◆ **Required work**: In the entries below, find the line with "data structures (data.rs)" and print exactly every line from there up to and including the line with "pub mod view;", with no other lines.

====== Input data

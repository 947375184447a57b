/// State management module
///
/// This module handles all widget state, including:
/// - Shared data structures (data.rs)
/// - The upload/classify state machine (widget.rs)

pub mod data;
pub mod widget;

pub use widget::UploadClassifyWidget;
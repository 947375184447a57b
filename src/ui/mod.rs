/// UI layer: view model projection and iced layout

pub mod view;

pub use view::{render, view, TITLE};
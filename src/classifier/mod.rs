/// Classification service client
///
/// - `interface.rs` - the `ClassificationService` seam and submission runner
/// - `impl_http.rs` - multipart upload to the remote `/classify` endpoint
/// - `impl_fake.rs` - in-memory service for tests

pub mod impl_http;
pub mod interface;

#[cfg(test)]
pub mod impl_fake;
#[cfg(test)]
pub mod test_server;

pub use impl_http::HttpClassificationService;
pub use interface::{run_submission, ClassificationService};

#[cfg(test)]
mod tests {
    use super::impl_fake::{FakeClassificationService, FakeReply};
    use super::*;
    use crate::error::ClassifyError;
    use crate::photo::fixture::sample_image;
    use crate::state::data::Submission;
    use std::sync::Arc;
    use std::time::Duration;

    fn submission(id: u64) -> Submission {
        Submission {
            id,
            image: sample_image("a.png"),
        }
    }

    #[tokio::test]
    async fn test_run_submission_passes_outcome_through() {
        let service = Arc::new(FakeClassificationService::answering("abc123"));

        let (id, outcome) = run_submission(service.clone(), submission(7), Duration::from_secs(5)).await;

        assert_eq!(id, 7);
        assert_eq!(outcome.unwrap().identifier(), "abc123");
        assert_eq!(service.calls(), 1);
    }

    #[tokio::test(start_paused = true)]
    async fn test_run_submission_times_out() {
        let service = Arc::new(FakeClassificationService::new(FakeReply::Stall));
        let timeout = Duration::from_secs(30);

        let (id, outcome) = run_submission(service, submission(3), timeout).await;

        assert_eq!(id, 3);
        assert_eq!(outcome, Err(ClassifyError::Timeout(timeout)));
    }
}
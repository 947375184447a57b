/// Application configuration
///
/// The classification service base URL is deploy-time configuration and is
/// never hardcoded. Values are layered, later sources winning:
/// - built-in defaults
/// - JSON file at `<config dir>/plastic-finder/config.json`
/// - `CLASSIFIER_API_BASE_URL` captured at build time
/// - runtime environment variables

use serde::Deserialize;
use std::fs;
use std::path::{Path, PathBuf};
use std::time::Duration;

use crate::error::ConfigError;

/// Supported image file extensions for the picker filter and drag-and-drop
pub const SUPPORTED_IMAGE_EXTENSIONS: [&str; 6] = ["jpg", "jpeg", "png", "gif", "bmp", "webp"];

pub const API_BASE_URL_VAR: &str = "CLASSIFIER_API_BASE_URL";
pub const CATALOG_URL_VAR: &str = "PRODUCT_CATALOG_URL";
pub const TIMEOUT_VAR: &str = "CLASSIFIER_TIMEOUT_SECS";

pub const DEFAULT_CATALOG_URL: &str = "https://www.plasticlist.org";
pub const DEFAULT_TIMEOUT_SECS: u64 = 30;

/// On-disk config file; every field optional
#[derive(Debug, Clone, Default, Deserialize, PartialEq)]
#[serde(default)]
pub struct FileConfig {
    pub api_base_url: Option<String>,
    pub catalog_base_url: Option<String>,
    pub request_timeout_secs: Option<u64>,
}

impl FileConfig {
    /// Read the config file; a missing file is an empty config
    pub fn read(path: &Path) -> Result<Self, ConfigError> {
        if !path.exists() {
            return Ok(Self::default());
        }

        let file_error = |reason: String| ConfigError::File {
            path: path.display().to_string(),
            reason,
        };

        let raw = fs::read_to_string(path).map_err(|e| file_error(e.to_string()))?;
        serde_json::from_str(&raw).map_err(|e| file_error(e.to_string()))
    }
}

/// Resolved configuration
#[derive(Debug, Clone, PartialEq)]
pub struct Config {
    /// Classification service base, without trailing slash
    pub api_base_url: String,
    /// Product catalog host used to build the product page URL
    pub catalog_base_url: String,
    /// Upper bound for one classify request
    pub request_timeout: Duration,
}

impl Config {
    /// Load from all sources for the running process
    pub fn load() -> Result<Self, ConfigError> {
        let file = match Self::config_path() {
            Some(path) => {
                log::debug!("Looking for config file at {}", path.display());
                FileConfig::read(&path)?
            }
            None => FileConfig::default(),
        };

        Self::resolve(file, option_env!("CLASSIFIER_API_BASE_URL"), |key| {
            std::env::var(key).ok()
        })
    }

    /// Get the path where the config file is expected
    /// - Linux: ~/.config/plastic-finder/config.json
    /// - macOS: ~/Library/Application Support/plastic-finder/config.json
    /// - Windows: %APPDATA%\plastic-finder\config.json
    pub fn config_path() -> Option<PathBuf> {
        let mut path = dirs::config_dir()?;
        path.push("plastic-finder");
        path.push("config.json");
        Some(path)
    }

    /// Merge the layers; `env` is injected so tests stay off the real environment
    pub fn resolve(
        file: FileConfig,
        build_api_base_url: Option<&str>,
        env: impl Fn(&str) -> Option<String>,
    ) -> Result<Self, ConfigError> {
        // Empty values count as unset
        let lookup = |key: &str| env(key).filter(|v| !v.trim().is_empty());

        let present = |v: &String| !v.trim().is_empty();

        let api_base_url = lookup(API_BASE_URL_VAR)
            .or_else(|| build_api_base_url.map(str::to_string).filter(present))
            .or_else(|| file.api_base_url.filter(present))
            .ok_or(ConfigError::MissingApiBaseUrl)?;

        let catalog_base_url = lookup(CATALOG_URL_VAR)
            .or_else(|| file.catalog_base_url.filter(present))
            .unwrap_or_else(|| DEFAULT_CATALOG_URL.to_string());

        let timeout_secs = match lookup(TIMEOUT_VAR) {
            Some(raw) => raw
                .trim()
                .parse::<u64>()
                .ok()
                .filter(|secs| *secs > 0)
                .ok_or(ConfigError::InvalidTimeout(raw))?,
            None => match file.request_timeout_secs {
                Some(0) => return Err(ConfigError::InvalidTimeout("0".to_string())),
                Some(secs) => secs,
                None => DEFAULT_TIMEOUT_SECS,
            },
        };

        Ok(Self {
            api_base_url: normalize_url("api_base_url", &api_base_url)?,
            catalog_base_url: normalize_url("catalog_base_url", &catalog_base_url)?,
            request_timeout: Duration::from_secs(timeout_secs),
        })
    }

    /// Full URL of the classify endpoint
    pub fn classify_endpoint(&self) -> String {
        format!("{}/classify", self.api_base_url)
    }

    /// Product page for an identifier; the identifier is used verbatim
    pub fn product_url(&self, identifier: &str) -> String {
        format!("{}/product/{}", self.catalog_base_url, identifier)
    }
}

/// Check that `value` is an absolute http(s) URL and strip trailing slashes
fn normalize_url(field: &'static str, value: &str) -> Result<String, ConfigError> {
    let value = value.trim();
    let invalid = |reason: String| ConfigError::InvalidUrl {
        field,
        value: value.to_string(),
        reason,
    };

    let url = reqwest::Url::parse(value).map_err(|e| invalid(e.to_string()))?;
    if url.scheme() != "http" && url.scheme() != "https" {
        return Err(invalid(format!("unsupported scheme {}", url.scheme())));
    }
    // Paths are appended to the base, so it cannot carry a query or fragment
    if url.query().is_some() || url.fragment().is_some() {
        return Err(invalid("query and fragment are not allowed".to_string()));
    }

    Ok(value.trim_end_matches('/').to_string())
}

/// Whether a path looks like an image we can preview and upload
pub fn is_supported_image(path: &Path) -> bool {
    path.extension()
        .map(|ext| ext.to_string_lossy().to_lowercase())
        .map(|ext| SUPPORTED_IMAGE_EXTENSIONS.contains(&ext.as_str()))
        .unwrap_or(false)
}
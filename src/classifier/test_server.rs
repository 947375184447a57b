/// Local classify stub for exercising the real HTTP client in tests
///
/// Serves `POST /classify` with axum on an ephemeral port, records the
/// multipart parts of every request and answers with a canned reply.

use axum::extract::{Multipart, State};
use axum::http::{header, StatusCode};
use axum::routing::post;
use axum::{serve, Router};
use std::net::SocketAddr;
use std::sync::{Arc, Mutex};

/// What the stub does with every request
#[derive(Clone)]
pub enum Reply {
    Json(u16, &'static str),
    /// Record the request, never answer
    Stall,
}

/// One multipart part as the stub received it
#[derive(Debug, Clone, PartialEq, Eq)]
pub struct RecordedPart {
    pub name: String,
    pub file_name: Option<String>,
    pub content_type: Option<String>,
    pub len: usize,
}

#[derive(Clone)]
struct StubState {
    reply: Reply,
    requests: Arc<Mutex<Vec<Vec<RecordedPart>>>>,
}

pub struct CannedServer {
    pub base_url: String,
    requests: Arc<Mutex<Vec<Vec<RecordedPart>>>>,
}

impl CannedServer {
    pub async fn start(reply: Reply) -> Self {
        let requests = Arc::new(Mutex::new(Vec::new()));
        let app = Router::new()
            .route("/classify", post(classify))
            .with_state(StubState {
                reply,
                requests: Arc::clone(&requests),
            });

        let listener = tokio::net::TcpListener::bind("127.0.0.1:0").await.unwrap();
        let addr: SocketAddr = listener.local_addr().unwrap();
        tokio::spawn(async move {
            serve(listener, app).await.unwrap();
        });

        Self {
            base_url: format!("http://{}", addr),
            requests,
        }
    }

    pub fn request_count(&self) -> usize {
        self.requests.lock().unwrap().len()
    }

    /// Multipart parts of each request received so far
    pub fn requests(&self) -> Vec<Vec<RecordedPart>> {
        self.requests.lock().unwrap().clone()
    }
}

async fn classify(
    State(state): State<StubState>,
    mut multipart: Multipart,
) -> (StatusCode, [(header::HeaderName, &'static str); 1], &'static str) {
    let mut parts = Vec::new();
    while let Ok(Some(field)) = multipart.next_field().await {
        let name = field.name().unwrap_or_default().to_string();
        let file_name = field.file_name().map(str::to_string);
        let content_type = field.content_type().map(str::to_string);
        let len = field.bytes().await.map(|data| data.len()).unwrap_or(0);

        parts.push(RecordedPart {
            name,
            file_name,
            content_type,
            len,
        });
    }
    state.requests.lock().unwrap().push(parts);

    match state.reply {
        Reply::Json(status, body) => (
            StatusCode::from_u16(status).unwrap(),
            [(header::CONTENT_TYPE, "application/json")],
            body,
        ),
        Reply::Stall => std::future::pending().await,
    }
}
/// Shared data structures for the widget state
///
/// These structs represent the data model that flows between
/// the picker, the classification service and the UI layer.

use iced::widget::image::Handle;
use std::sync::Arc;

/// An image picked by the user, ready for upload and preview
#[derive(Debug, Clone)]
pub struct SelectedImage {
    /// Filename only (e.g., "cereal.jpg"), sent as the multipart filename
    pub file_name: String,
    /// MIME type sniffed from the bytes (e.g., "image/png")
    pub mime_type: String,
    /// Raw file contents, uploaded as-is
    pub bytes: Arc<[u8]>,
    /// Original dimensions of the decoded image
    pub width: u32,
    pub height: u32,
    /// Downsized RGBA pixels for on-screen display
    pub preview_pixels: Handle,
}

/// Opaque product identifier returned by the classification service
#[derive(Debug, Clone, PartialEq, Eq)]
pub struct ClassificationResult(String);

impl ClassificationResult {
    pub fn new(identifier: impl Into<String>) -> Self {
        Self(identifier.into())
    }

    pub fn identifier(&self) -> &str {
        &self.0
    }
}

/// Where the current submission stands
///
/// The result only exists while `Succeeded`, the error text only while `Failed`.
#[derive(Debug, Clone, PartialEq, Eq, Default)]
pub enum SubmissionState {
    #[default]
    Idle,
    Loading,
    Succeeded(ClassificationResult),
    Failed(String),
}

/// Ticket for one accepted submit; `id` identifies the generation it belongs to
#[derive(Debug, Clone)]
pub struct Submission {
    pub id: u64,
    pub image: SelectedImage,
}
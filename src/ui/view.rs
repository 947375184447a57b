/// Widget rendering
///
/// `render()` is a pure projection of the widget state into a `ViewModel`;
/// `view()` lays the view model out with iced widgets.

use iced::widget::image::Handle;
use iced::widget::{button, column, container, image, row, text, text_input, Column};
use iced::{Alignment, Element, Length};

use crate::config::Config;
use crate::state::UploadClassifyWidget;
use crate::Message;

pub const TITLE: &str = "Plastic In Your Food?";
pub const CHOOSE_LABEL: &str = "Choose an Image";
pub const SUBMIT_LABEL: &str = "Find";
pub const SUBMIT_LOADING_LABEL: &str = "Finding...";

/// Preview area contents
#[derive(Debug, Clone)]
pub struct PreviewView {
    pub handle: Handle,
    pub file_name: String,
    pub width: u32,
    pub height: u32,
}

/// Product page shown after a successful classification
#[derive(Debug, Clone, PartialEq, Eq)]
pub struct ResultView {
    pub identifier: String,
    pub frame_src: String,
}

/// Everything the window shows, derived from the widget state
#[derive(Debug, Clone)]
pub struct ViewModel {
    pub preview: Option<PreviewView>,
    pub submit_enabled: bool,
    pub submit_label: &'static str,
    pub loading: bool,
    pub error: Option<String>,
    pub result: Option<ResultView>,
}

/// Project the widget state for display
pub fn render(widget: &UploadClassifyWidget, config: &Config) -> ViewModel {
    let loading = widget.is_loading();

    ViewModel {
        preview: widget.preview().map(|preview| {
            let (width, height) = preview.dimensions();
            PreviewView {
                handle: preview.handle().clone(),
                file_name: preview.file_name().to_string(),
                width,
                height,
            }
        }),
        submit_enabled: widget.can_submit(),
        submit_label: if loading { SUBMIT_LOADING_LABEL } else { SUBMIT_LABEL },
        loading,
        error: widget.error_message().map(str::to_string),
        result: widget.result().map(|result| ResultView {
            identifier: result.identifier().to_string(),
            frame_src: config.product_url(result.identifier()),
        }),
    }
}

/// Build the window contents
pub fn view<'a>(model: ViewModel) -> Element<'a, Message> {
    let mut content: Column<'a, Message> = column![
        text(TITLE).size(32),
        button(CHOOSE_LABEL)
            .on_press(Message::ChooseImage)
            .padding(10),
    ]
    .spacing(20)
    .padding(30)
    .align_x(Alignment::Center);

    if let Some(error) = model.error {
        content = content.push(text(error).style(text::danger));
    }

    match model.preview {
        Some(preview) => {
            content = content.push(
                column![
                    image(preview.handle).height(Length::Fixed(256.0)),
                    text(format!("{} · {}x{}", preview.file_name, preview.width, preview.height))
                        .size(14),
                ]
                .spacing(8)
                .align_x(Alignment::Center),
            );
        }
        None => {
            content = content.push(text("…or drop an image onto this window").size(14));
        }
    }

    content = content.push(
        button(text(model.submit_label))
            .on_press_maybe(model.submit_enabled.then_some(Message::Submit))
            .padding(10),
    );

    if let Some(result) = model.result {
        let panel = column![
            text("Product Page").size(20),
            text(format!("Product: {}", result.identifier)),
            row![
                text_input("", &result.frame_src).width(Length::Fill),
                button("Copy link").on_press(Message::CopyProductLink),
            ]
            .spacing(10)
            .align_y(Alignment::Center),
        ]
        .spacing(10);

        content = content.push(
            container(panel)
                .padding(15)
                .width(Length::Fill)
                .style(container::rounded_box),
        );
    }

    container(content)
        .width(Length::Fill)
        .height(Length::Fill)
        .center_x(Length::Fill)
        .into()
}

============

◆ **Solution to the problem**:
/// - Shared data structures (data.rs)
/// - The upload/classify state machine (widget.rs)

pub mod data;
pub mod widget;

pub use widget::UploadClassifyWidget;
repository 947375184447a57b
filename src/ui/mod.rs
/// UI layer: view model projection and iced layout

pub mod view;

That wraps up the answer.